- **Record extracts**

//! Terrain part catalog
//!
//! Every tile is built from up to four layered parts. A part is a
//! reference into a catalog of part sets; the catalog entry says how the
//! part burns, what it blocks and what it turns into when destroyed.

use serde::{Deserialize, Serialize};
use std::fs;
use std::path::Path;

use crate::core::error::{BattleError, Result};

/// Flammability value meaning "never burns"
pub const NON_FLAMMABLE: u8 = 255;

/// The four layers of a tile, in storage order
#[derive(Debug, Clone, Copy, PartialEq, Eq, Hash, Serialize, Deserialize)]
pub enum PartLayer {
    Floor = 0,
    WestWall = 1,
    NorthWall = 2,
    Object = 3,
}

impl PartLayer {
    pub const ALL: [PartLayer; 4] = [
        PartLayer::Floor,
        PartLayer::WestWall,
        PartLayer::NorthWall,
        PartLayer::Object,
    ];

    pub fn index(self) -> usize {
        self as usize
    }
}

/// Reference to a catalog entry: part `id` within part set `set`
#[derive(Debug, Clone, Copy, PartialEq, Eq, Hash, Serialize, Deserialize)]
pub struct PartRef {
    pub set: u16,
    pub id: u16,
}

impl PartRef {
    pub const fn new(set: u16, id: u16) -> Self {
        Self { set, id }
    }
}

/// What a part stops
#[derive(Debug, Clone, Copy, PartialEq, Eq)]
pub enum BlockKind {
    Fire,
    Smoke,
    Sight,
    Movement,
}

/// Catalog entry for one terrain part
#[derive(Debug, Clone, Serialize, Deserialize)]
pub struct PartData {
    pub name: String,
    #[serde(default = "default_flammability")]
    pub flammability: u8,
    /// Turns the part burns once ignited
    #[serde(default)]
    pub fuel: u8,
    #[serde(default)]
    pub armor: u8,
    #[serde(default)]
    pub blocks_fire: bool,
    #[serde(default)]
    pub blocks_smoke: bool,
    #[serde(default)]
    pub blocks_sight: bool,
    #[serde(default)]
    pub blocks_movement: bool,
    /// Time-unit cost of walking onto the part
    #[serde(default = "default_move_cost")]
    pub move_cost: u8,
    /// Part id (same set) left behind once this part is destroyed
    #[serde(default)]
    pub destroyed_into: Option<u16>,
}

fn default_flammability() -> u8 {
    NON_FLAMMABLE
}

fn default_move_cost() -> u8 {
    4
}

impl PartData {
    pub fn new(name: &str) -> Self {
        Self {
            name: name.to_string(),
            flammability: NON_FLAMMABLE,
            fuel: 0,
            armor: 0,
            blocks_fire: false,
            blocks_smoke: false,
            blocks_sight: false,
            blocks_movement: false,
            move_cost: default_move_cost(),
            destroyed_into: None,
        }
    }

    pub fn is_flammable(&self) -> bool {
        self.flammability != NON_FLAMMABLE && self.fuel > 0
    }

    pub fn blocks(&self, kind: BlockKind) -> bool {
        match kind {
            BlockKind::Fire => self.blocks_fire,
            BlockKind::Smoke => self.blocks_smoke,
            BlockKind::Sight => self.blocks_sight,
            BlockKind::Movement => self.blocks_movement,
        }
    }
}

/// A named group of parts (one terrain tileset)
#[derive(Debug, Clone, Serialize, Deserialize)]
pub struct PartSet {
    pub name: String,
    #[serde(default)]
    pub parts: Vec<PartData>,
}

/// All part sets available to a battle
#[derive(Debug, Clone, Default, Serialize, Deserialize)]
pub struct PartCatalog {
    #[serde(default)]
    pub sets: Vec<PartSet>,
}

impl PartCatalog {
    pub fn new(sets: Vec<PartSet>) -> Self {
        Self { sets }
    }

    /// Parse a catalog from TOML
    pub fn from_toml_str(contents: &str) -> Result<Self> {
        let catalog: PartCatalog = toml::from_str(contents)?;
        for set in &catalog.sets {
            for part in &set.parts {
                if let Some(next) = part.destroyed_into {
                    if next as usize >= set.parts.len() {
                        return Err(BattleError::InvalidConfig(format!(
                            "part '{}' in set '{}' is destroyed into missing part {}",
                            part.name, set.name, next
                        )));
                    }
                }
            }
        }
        Ok(catalog)
    }

    /// Load a catalog from a TOML file on disk
    pub fn load(path: &Path) -> Result<Self> {
        let contents = fs::read_to_string(path)?;
        Self::from_toml_str(&contents)
    }

    pub fn get(&self, part: PartRef) -> Option<&PartData> {
        self.sets
            .get(part.set as usize)
            .and_then(|set| set.parts.get(part.id as usize))
    }

    pub fn contains(&self, part: PartRef) -> bool {
        self.get(part).is_some()
    }

    /// Built-in catalog used by the headless runner and tests
    pub fn standard() -> Self {
        let mut ground = PartData::new("ground");
        ground.move_cost = 4;

        let mut grass = PartData::new("grass");
        grass.flammability = 40;
        grass.fuel = 2;
        grass.destroyed_into = Some(standard::SCORCHED.id);

        let scorched = PartData::new("scorched earth");

        let mut wall = PartData::new("brick wall");
        wall.armor = 50;
        wall.blocks_fire = true;
        wall.blocks_smoke = true;
        wall.blocks_sight = true;
        wall.blocks_movement = true;

        let mut crate_part = PartData::new("wooden crate");
        crate_part.flammability = 30;
        crate_part.fuel = 3;
        crate_part.armor = 10;
        crate_part.blocks_movement = true;
        crate_part.blocks_sight = true;

        let mut bush = PartData::new("bush");
        bush.flammability = 20;
        bush.fuel = 2;
        bush.blocks_sight = true;
        bush.move_cost = 6;

        let mut plank_floor = PartData::new("plank floor");
        plank_floor.flammability = 60;
        plank_floor.fuel = 4;

        Self::new(vec![PartSet {
            name: "farmland".to_string(),
            parts: vec![ground, grass, scorched, wall, crate_part, bush, plank_floor],
        }])
    }
}

/// Part references into `PartCatalog::standard()`
pub mod standard {
    use super::PartRef;

    pub const GROUND: PartRef = PartRef::new(0, 0);
    pub const GRASS: PartRef = PartRef::new(0, 1);
    pub const SCORCHED: PartRef = PartRef::new(0, 2);
    pub const WALL: PartRef = PartRef::new(0, 3);
    pub const CRATE: PartRef = PartRef::new(0, 4);
    pub const BUSH: PartRef = PartRef::new(0, 5);
    pub const PLANK_FLOOR: PartRef = PartRef::new(0, 6);
}
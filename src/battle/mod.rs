//! Battle system - squad-level turn-based combat on a 3D tile grid
//!
//! One combatant acts at a time. Its AI reads the world through a
//! `DecisionContext`, picks an action, and `BattleState` commits it.
//! Fire and smoke advance once per full turn.

pub mod ai;
pub mod battle_map;
pub mod environment;
pub mod execution;
pub mod items;
pub mod nodes;
pub mod pathfinding;
pub mod save;
pub mod terrain;
pub mod tile;
pub mod tile_codec;
pub mod turn;
pub mod units;
pub mod visibility;

// Re-exports for convenient access
pub use ai::{ActionKind, AiAction, AiMode, AiState, StandardAi, TacticalAi};
pub use battle_map::{BattleMap, Footprint};
pub use environment::EnvironmentReport;
pub use execution::{check_battle_end, BattleEvent, BattleEventType, BattleOutcome, BattleState, Objectives};
pub use items::{BattleItem, ItemKind, ItemList, ItemLocation, ItemStore};
pub use nodes::{Node, NodeGraph, NodeRank, NodeType, RankFallbackTable};
pub use pathfinding::{GridPathfinder, PathOracle, Route};
pub use save::{BattleSave, MissionType, TileBlock};
pub use terrain::{PartCatalog, PartLayer, PartRef};
pub use tile::Tile;
pub use tile_codec::{decode_tiles, encode_tiles, TileCodecHeader};
pub use turn::{next_side, ReactionQueue, Side, TurnLimit, TurnReport, TurnState};
pub use units::{Aggression, BattleUnit, Faction, UnitRank, UnitStatus};
pub use visibility::{LineOfSight, VisibilityOracle};
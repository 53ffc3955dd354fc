//! Battlescape - turn-based tactical combat core
//!
//! Battlefield grid, node graph, fire and smoke, turn scheduler and the
//! per-unit AI that drives hostile combatants.

pub mod battle;
pub mod core;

- **The task**
Of the lines above, extract only those from the line with "Ok(catalog)" to the line with "bush.flammability = 20;", both included, exactly as written.

- **Exercise result**
        Ok(catalog)
    }

    /// Load a catalog from a TOML file on disk
    pub fn load(path: &Path) -> Result<Self> {
        let contents = fs::read_to_string(path)?;
        Self::from_toml_str(&contents)
    }

    pub fn get(&self, part: PartRef) -> Option<&PartData> {
        self.sets
            .get(part.set as usize)
            .and_then(|set| set.parts.get(part.id as usize))
    }

    pub fn contains(&self, part: PartRef) -> bool {
        self.get(part).is_some()
    }

    /// Built-in catalog used by the headless runner and tests
    pub fn standard() -> Self {
        let mut ground = PartData::new("ground");
        ground.move_cost = 4;

        let mut grass = PartData::new("grass");
        grass.flammability = 40;
        grass.fuel = 2;
        grass.destroyed_into = Some(standard::SCORCHED.id);

        let scorched = PartData::new("scorched earth");

        let mut wall = PartData::new("brick wall");
        wall.armor = 50;
        wall.blocks_fire = true;
        wall.blocks_smoke = true;
        wall.blocks_sight = true;
        wall.blocks_movement = true;

        let mut crate_part = PartData::new("wooden crate");
        crate_part.flammability = 30;
        crate_part.fuel = 3;
        crate_part.armor = 10;
        crate_part.blocks_movement = true;
        crate_part.blocks_sight = true;

        let mut bush = PartData::new("bush");
        bush.flammability = 20;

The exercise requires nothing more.